Regardant de près les programmes dans le précédent article à travers le prisme de l’exploration et du réinvestissement, je me suis posée la question suivante: quel est le meilleur moyen pour nos élèves de concevoir un dispositif en arts plastiques compte-tenu de leur développement psychomoteur et qui soit au plus près de leurs attentes ?

Les élèves d’ailleurs sont-ils les mêmes avec un développement identique ?

Pour commencer, je vais longuement citer Piaget où je suis allée prendre des éléments de définition sur plusieurs sites dont son site officiel:

opération concrète

« Une opération est une action matérielle intériorisée au niveau de la représentation mentale. Si l’enfant de niveau sensori-moteur est capable d’actions (emboîter empiriquement, c’est-à-dire par tâtonnements, par essai-erreur, des plots par ordre décroissant de taille ; ajouter un ensemble d’objets à un autre tas), l’enfant de niveau opératoire est capable des mêmes organisations d’objets, et pas du seul point de vue des actions, mais aussi de la représentation (l’action d’ordonner des objets par ordre décroissant de taille sera précédé de la représentation mentale permettant une réalisation, non plus par essai-erreur, mais en choisissant précisément le premier objet à prendre, puis le deuxième, et le troisième… ou encore effectuer une addition mathématique A + B). » (6)

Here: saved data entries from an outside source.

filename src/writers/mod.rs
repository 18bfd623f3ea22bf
pub mod json_writer;

pub use json_writer::JsonWriter;
pub mod forecast;
pub mod grid_record;
pub mod location;
pub mod quantity;

pub use forecast::{Forecast, ForecastItem, TimeSeries};
pub use grid_record::GridRecord;
pub use location::LocationKey;
pub use quantity::{Quantity, QuantityTable};
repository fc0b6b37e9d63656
//! Debounced autosave.

pub mod queue;
//! Backlink extraction and reverse index.
//!
//! # Responsibility
//! - Find page references inside block content.
//! - Build the reverse map target -> (source page, source block).
//!
//! # Invariants
//! - Only ids naming a page of the indexed set are recorded.
//! - Each (source, target, block) triple is recorded once.
//! - Self-references are kept.
//! - Nothing is persisted; every `index_backlinks` call is a full scan.

use crate::content::codec::decode;
use crate::model::block::Block;
use crate::model::page::{Page, PageId};
use once_cell::sync::Lazy;
use regex::Regex;
use serde::Serialize;
use serde_json::Value;
use std::collections::{HashMap, HashSet};

/// Inline node field naming a referenced page.
const PAGE_ID_FIELD: &str = "pageId";

// Ids are opaque; captures are loose and filtered against known pages.
static WIKI_LINK_RE: Lazy<Regex> = Lazy::new(|| {
    Regex::new(r"\[\[\s*([^\]|\s]+)\s*(?:\|[^\]]*)?\]\]").expect("valid wiki link regex")
});
static PAGE_HREF_RE: Lazy<Regex> = Lazy::new(|| {
    Regex::new(r#"/page/([^/\s?#"'<>)]+)"#).expect("valid page href regex")
});

/// Derived reference from one block of `source_page_id` to `target_page_id`.
#[derive(Debug, Clone, PartialEq, Eq, Hash, Serialize)]
pub struct Backlink {
    pub source_page_id: PageId,
    pub target_page_id: PageId,
    pub source_block_id: String,
}

/// Reverse reference index over one page snapshot.
#[derive(Debug, Clone, Default, PartialEq, Eq)]
pub struct BacklinkIndex {
    by_target: HashMap<PageId, Vec<Backlink>>,
    by_source: HashMap<PageId, Vec<Backlink>>,
}

impl BacklinkIndex {
    /// Links pointing at `page_id`, by source page order then block order.
    pub fn backlinks_to(&self, page_id: &str) -> &[Backlink] {
        self.by_target
            .get(page_id)
            .map(Vec::as_slice)
            .unwrap_or(&[])
    }

    /// Links found in the blocks of `page_id`.
    pub fn outgoing_from(&self, page_id: &str) -> &[Backlink] {
        self.by_source
            .get(page_id)
            .map(Vec::as_slice)
            .unwrap_or(&[])
    }

    /// Distinct pages linking to `page_id`, in first-seen order.
    pub fn referencing_pages(&self, page_id: &str) -> Vec<&str> {
        let mut seen = HashSet::new();
        self.backlinks_to(page_id)
            .iter()
            .map(|link| link.source_page_id.as_str())
            .filter(|source| seen.insert(*source))
            .collect()
    }

    /// Number of indexed links.
    pub fn len(&self) -> usize {
        self.by_target.values().map(Vec::len).sum()
    }

    pub fn is_empty(&self) -> bool {
        self.by_target.is_empty()
    }

    /// Map view keyed by target page id.
    pub fn as_map(&self) -> &HashMap<PageId, Vec<Backlink>> {
        &self.by_target
    }
}

/// Scans every block of every page and builds the reverse index.
pub fn index_backlinks<'a, I>(pages: I) -> BacklinkIndex
where
    I: IntoIterator<Item = &'a Page>,
{
    let pages: Vec<&Page> = pages.into_iter().collect();
    let known: HashSet<&str> = pages.iter().map(|page| page.id.as_str()).collect();

    let mut index = BacklinkIndex::default();
    for page in &pages {
        let doc = decode(&page.content);
        for block in &doc.blocks {
            for target in extract_references(block) {
                if !known.contains(target.as_str()) {
                    continue;
                }
                let link = Backlink {
                    source_page_id: page.id.clone(),
                    target_page_id: target.clone(),
                    source_block_id: block.id.clone(),
                };
                index
                    .by_source
                    .entry(page.id.clone())
                    .or_default()
                    .push(link.clone());
                index.by_target.entry(target).or_default().push(link);
            }
        }
    }
    index
}

/// Page ids referenced by one block, deduplicated, in order of appearance.
pub fn extract_references(block: &Block) -> Vec<PageId> {
    let mut seen = HashSet::new();
    let mut out = Vec::new();
    collect_references(&block.content, &mut seen, &mut out);
    for value in block.extra.values() {
        collect_references(value, &mut seen, &mut out);
    }
    out
}

fn collect_references(value: &Value, seen: &mut HashSet<String>, out: &mut Vec<PageId>) {
    match value {
        Value::String(text) => {
            for re in [&*WIKI_LINK_RE, &*PAGE_HREF_RE] {
                for caps in re.captures_iter(text) {
                    if let Some(id) = caps.get(1) {
                        push_unique(id.as_str(), seen, out);
                    }
                }
            }
        }
        Value::Array(items) => {
            for item in items {
                collect_references(item, seen, out);
            }
        }
        Value::Object(fields) => {
            if let Some(Value::String(id)) = fields.get(PAGE_ID_FIELD) {
                push_unique(id.trim(), seen, out);
            }
            for (key, nested) in fields {
                if key != PAGE_ID_FIELD {
                    collect_references(nested, seen, out);
                }
            }
        }
        _ => {}
    }
}

fn push_unique(id: &str, seen: &mut HashSet<String>, out: &mut Vec<PageId>) {
    if !id.is_empty() && seen.insert(id.to_string()) {
        out.push(id.to_string());
    }
}
//! Page-centric domain model.
//!
//! # Responsibility
//! - Define canonical data structures used by core business logic.
//! - Keep one page shape for free-form documents and database rows alike.
//!
//! # Invariants
//! - Every page is identified by a stable `PageId`.
//! - Deletion moves a page into a `DeletedPage` entry; it is never edited there.

pub mod block;
pub mod deleted_page;
pub mod page;
pub mod property;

« Elaborées en moyenne entre six et dix ans environ, les opérations concrètes constituent l’une des deux grandes familles d’opérations mises en évidence par Piaget et ses collaborateurs dans leurs recherches sur le développement de l’intelligence représentative chez l’enfant et l’adolescent (l’autre étant composée des opérations formelles). Les opérations concrètes constituent l’ensemble des activités opératoires (classer, sérier, dénombrer, décomposer, composer, etc.) par lesquelles le sujet organise, transforme et conçoit les objets réels (et non pas propositionnels). » ©Piaget

  • Disponibilité pour les apprentissages pédagogiques
  • L’âge de raison
  • Dissociation du réel et de l’imaginaiire
  • Acquisition de l’esprit critique
  • Développement de mémoires
  • L’enfant peut saisir les données invariables : (la mort, notion de propriété, conscience du vol, mensonge, vérité).
  • « La fonction symbolique (ou sémiotique) est conçue « en tant que mécanisme commun aux différents systèmes de représentations, et en tant que mécanisme individuel « 
  • « Vers 6/7 ans, c’est le stade opératoire concret ; l’enfant a la capacité de faire une action en pensée(cf. les problèmes de maths à résoudre : » J’ai 3 billes ; j’en gagne 4 ; combien j’en aurai… ».)
    C’est la période des jeux de règles, et des jeux d’assemblage, même si ces derniers se retrouvent à tous les stades ; prenons l ‘exemple des kapplas :au stade sensorimoteur, le bébé verse, mâche, jette / au stade opératoire l’enfant construit une route ou un mur / au stade formel, il lit un plan et reproduit le modèle… » (3)

opération formelle

« Nous nommerons opérations les actions intériorisées ou intériorisables, réversibles et coordonnées en structures totales » (Etudes d’épistémologie génétique, volume 2, p. 45).
« Les opérations formelles…constituent exclusivement la structure de l’équilibre final vers lequel tendent les opérations concrètes lorsqu’elles se réfléchissent en systèmes plus généraux combinant entre elles les propositions qui les expriment » (La psychologie de l’intelligence, p. 179). ©Piaget

« A 10/12 ans, c’est le stade des opérations formelles : l’enfant est capable de faire des hypothèses et des déductions : anticipation / hypothèses / déduction. Tout ceci est le fruit de la maturité cognitive. » (3)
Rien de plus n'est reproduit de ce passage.